C’est à bord de l’un d’eux que l’incident impliquant le coiffeur attitré de la princesse s’est produit. Venu spécialement du Liban, la veille, pour une coupe payée 5 000 dollars, l’homme sortait du Crillon et se dirigeait vers l’aéroport de Roissy-Charles-de-Gaulle. Il était aux alentours de 11 heures. « Tout le long du trajet, il a filmé avec son caméscope, malgré mes mises en garde lorsque nous avons emprunté l’avenue Gabriel, celle où se trouve l’ambassade américaine », a expliqué le chauffeur aux enquêteurs.

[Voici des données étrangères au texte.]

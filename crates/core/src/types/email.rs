//! Email address type.

use core::fmt;

use serde::{Deserialize, Serialize};

/// Errors that can occur when parsing an [`Email`].
#[derive(thiserror::Error, Debug, Clone)]
pub enum EmailError {
    /// The input string is empty.
    #[error("email cannot be empty")]
    Empty,
    /// The input string is too long.
    #[error("email must be at most {max} characters")]
    TooLong {
        /// Maximum allowed length.
        max: usize,
    },
    /// The input does not contain an @ symbol.
    #[error("email must contain an @ symbol")]
    MissingAtSymbol,
    /// The local part (before @) is empty.
    #[error("email local part cannot be empty")]
    EmptyLocalPart,
    /// The domain part (after @) is empty.
    #[error("email domain cannot be empty")]
    EmptyDomain,
}

/// An email address.
///
/// This type provides basic validation for email addresses, ensuring they
/// have a valid structure with a local part and domain separated by an @ symbol.
///
/// ## Constraints
///
/// - Length: 1-254 characters (RFC 5321 limit)
/// - Must contain an @ symbol
/// - Local part (before @) must not be empty
/// - Domain part (after @) must not be empty
///
/// ## Examples
///
/// ```
/// use aquarelle_core::Email;
///
/// // Valid emails
/// assert!(Email::parse("user@example.com").is_ok());
/// assert!(Email::parse("user.name+tag@domain.co.uk").is_ok());
///
/// // Invalid emails
/// assert!(Email::parse("").is_err());           // empty
/// assert!(Email::parse("no-at-symbol").is_err()); // missing @
/// assert!(Email::parse("@domain.com").is_err());  // empty local part
/// assert!(Email::parse("user@").is_err());        // empty domain
/// ```
#[derive(Debug, Clone, Serialize, Deserialize, PartialEq, Eq, Hash)]
#[serde(transparent)]
pub struct Email(String);

impl Email {
    /// Maximum length of an email address (RFC 5321).
    pub const MAX_LENGTH: usize = 254;

    /// Parse an `Email` from a string.
    ///
    /// # Errors
    ///
    /// Returns an error if the input:
    /// - Is empty
    /// - Is longer than 254 characters
    /// - Does not contain an @ symbol
    /// - Has an empty local part or domain
    pub fn parse(s: &str) -> Result<Self, EmailError> {
        if s.is_empty() {
            return Err(EmailError::Empty);
        }

        if s.len() > Self::MAX_LENGTH {
            return Err(EmailError::TooLong {
                max: Self::MAX_LENGTH,
            });
        }

        let at_pos = s.find('@').ok_or(EmailError::MissingAtSymbol)?;

        if at_pos == 0 {
            return Err(EmailError::EmptyLocalPart);
        }

        if at_pos == s.len() - 1 {
            return Err(EmailError::EmptyDomain);
        }

        Ok(Self(s.to_owned()))
    }

    /// Returns the email address as a string slice.
    #[must_use]
    pub fn as_str(&self) -> &str {
        &self.0
    }

    /// Consumes the `Email` and returns its inner string.
    #[must_use]
    pub fn into_inner(self) -> String {
        self.0
    }

    /// Returns the local part of the email (before the @).
    #[must_use]
    pub fn local_part(&self) -> &str {
        self.0.split('@').next().unwrap_or("")
    }

    /// Returns the domain part of the email (after the @).
    #[must_use]
    pub fn domain(&self) -> &str {
        self.0.split('@').nth(1).unwrap_or("")
    }
}

impl fmt::Display for Email {
    fn fmt(&self, f: &mut fmt::Formatter<'_>) -> fmt::Result {
        write!(f, "{}", self.0)
    }
}

impl std::str::FromStr for Email {
    type Err = EmailError;

    fn from_str(s: &str) -> Result<Self, Self::Err> {
        Self::parse(s)
    }
}

impl AsRef<str> for Email {
    fn as_ref(&self) -> &str {
        &self.0
    }
}
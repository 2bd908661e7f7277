//! Application state shared across handlers.

use std::sync::Arc;

use crate::catalog::CatalogStore;
use crate::config::MarketplaceConfig;

/// Application state shared across all handlers.
///
/// This struct is cheaply cloneable via `Arc` and provides access to the
/// configuration and the catalog store. The store is owned here - by the
/// composition root's single `AppState` - and handlers only ever see it
/// through the `CatalogStore` trait.
#[derive(Clone)]
pub struct AppState {
    inner: Arc<AppStateInner>,
}

struct AppStateInner {
    config: MarketplaceConfig,
    catalog: Arc<dyn CatalogStore>,
}

impl AppState {
    /// Create a new application state.
    #[must_use]
    pub fn new(config: MarketplaceConfig, catalog: Arc<dyn CatalogStore>) -> Self {
        Self {
            inner: Arc::new(AppStateInner { config, catalog }),
        }
    }

    /// Get a reference to the marketplace configuration.
    #[must_use]
    pub fn config(&self) -> &MarketplaceConfig {
        &self.inner.config
    }

    /// Get a reference to the catalog store.
    #[must_use]
    pub fn catalog(&self) -> &dyn CatalogStore {
        self.inner.catalog.as_ref()
    }
}
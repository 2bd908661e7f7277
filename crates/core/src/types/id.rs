//! Newtype IDs for type-safe entity references.
//!
//! Use the `define_id!` macro to create type-safe ID wrappers that prevent
//! accidentally mixing IDs from different entity types.

/// Macro to define a type-safe ID wrapper.
///
/// Creates a newtype wrapper around `String` with:
/// - `Serialize`/`Deserialize` with `#[serde(transparent)]`
/// - `Debug`, `Clone`, `PartialEq`, `Eq`, `Hash`
/// - Conversion methods: `new()`, `as_str()`, `into_inner()`
/// - `generate()` for minting a fresh, prefixed unique ID
/// - `From<String>`, `From<&str>`, and `Into<String>` implementations
///
/// # Example
///
/// ```rust
/// # use aquarelle_core::define_id;
/// define_id!(UserId, "user");
/// define_id!(ArtworkId, "artwork");
///
/// let user_id = UserId::new("artist1");
/// let artwork_id = ArtworkId::generate();
/// assert!(artwork_id.as_str().starts_with("artwork_"));
///
/// // These are different types, so this won't compile:
/// // let _: UserId = artwork_id;
/// ```
#[macro_export]
macro_rules! define_id {
    ($name:ident, $prefix:literal) => {
        #[derive(
            Debug,
            Clone,
            PartialEq,
            Eq,
            Hash,
            ::serde::Serialize,
            ::serde::Deserialize
        )]
        #[serde(transparent)]
        pub struct $name(String);

        impl $name {
            /// Create an ID from an existing string value.
            #[must_use]
            pub fn new(id: impl Into<String>) -> Self {
                Self(id.into())
            }

            /// Mint a fresh, unique ID carrying this type's prefix.
            #[must_use]
            pub fn generate() -> Self {
                Self(format!("{}_{}", $prefix, ::uuid::Uuid::new_v4().simple()))
            }

            /// Get the underlying string value.
            #[must_use]
            pub fn as_str(&self) -> &str {
                &self.0
            }

            /// Consume the ID and return its inner string.
            #[must_use]
            pub fn into_inner(self) -> String {
                self.0
            }

            /// Whether the ID is the empty string.
            #[must_use]
            pub fn is_empty(&self) -> bool {
                self.0.is_empty()
            }
        }

        impl ::core::fmt::Display for $name {
            fn fmt(&self, f: &mut ::core::fmt::Formatter<'_>) -> ::core::fmt::Result {
                write!(f, "{}", self.0)
            }
        }

        impl From<String> for $name {
            fn from(id: String) -> Self {
                Self(id)
            }
        }

        impl From<&str> for $name {
            fn from(id: &str) -> Self {
                Self(id.to_owned())
            }
        }

        impl From<$name> for String {
            fn from(id: $name) -> Self {
                id.0
            }
        }

        impl AsRef<str> for $name {
            fn as_ref(&self) -> &str {
                &self.0
            }
        }
    };
}

// Define standard entity IDs
define_id!(UserId, "user");
define_id!(ArtworkId, "artwork");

Les deux occupants de la voiture sont « de type arabe ». Le site est sensible. En 2001, une opération kamikaze, projetée par le Franco-Algérien Djamel Beghal, avait été déjouée après l’arrestation fortuite de celui-ci, aux Émirats arabes unis. Intrigués, les policiers en faction notent le numéro de la plaque : et s’il s’agissait d’un repérage en prévision d’un attentat ? L’unité de coordination de la lutte antiterroriste est saisie, elle alerte la brigade criminelle.
Très vite, les limiers de « la Crim’ » s’aperçoivent que la voiture de location aurait dû être rapportée le 17 janvier. Elle est donc considérée comme détournée. Le nom du locataire, domicilié à Créteil, ne figure pas à l’adresse indiquée sur le contrat. L’affaire est prise au sérieux. Le niveau d’alerte est augmenté. Dans l’après-midi, les policiers retrouvent la trace de la voiture, qui stationne devant le Crillon – à quelques centaines de mètres de l’ambassade américaine. Vers 20 heures, ils arrêtent et placent en garde à vue un Français d’origine égyptienne qui s’apprêtait à monter dedans. Et c’est pendant l’interrogatoire qu’ils s’aperçoivent de la méprise. L’individu en question est le fils de l’ancien secrétaire particulier d’Akram Ojjeh, homme d’affaires et marchand d’armes saoudien. Dans ses poches, on retrouve 50 000 euros, en coupures de 500 : « l’argent de poche » donné par la princesse. C’est un intermédiaire spécialisé dans l’organisation des séjours des princes fortunés du Golfe. C’est bien sa société, basée à Créteil, qui a loué les Mercedes à essence à Stuttgart. Tout est en règle : la location a été prolongée, mais la succursale parisienne du loueur a oublié de prévenir la maison mère en Allemagne. Quant à l’absence de nom à l’adresse indiquée sur le contrat, c’est une simple erreur de transcription.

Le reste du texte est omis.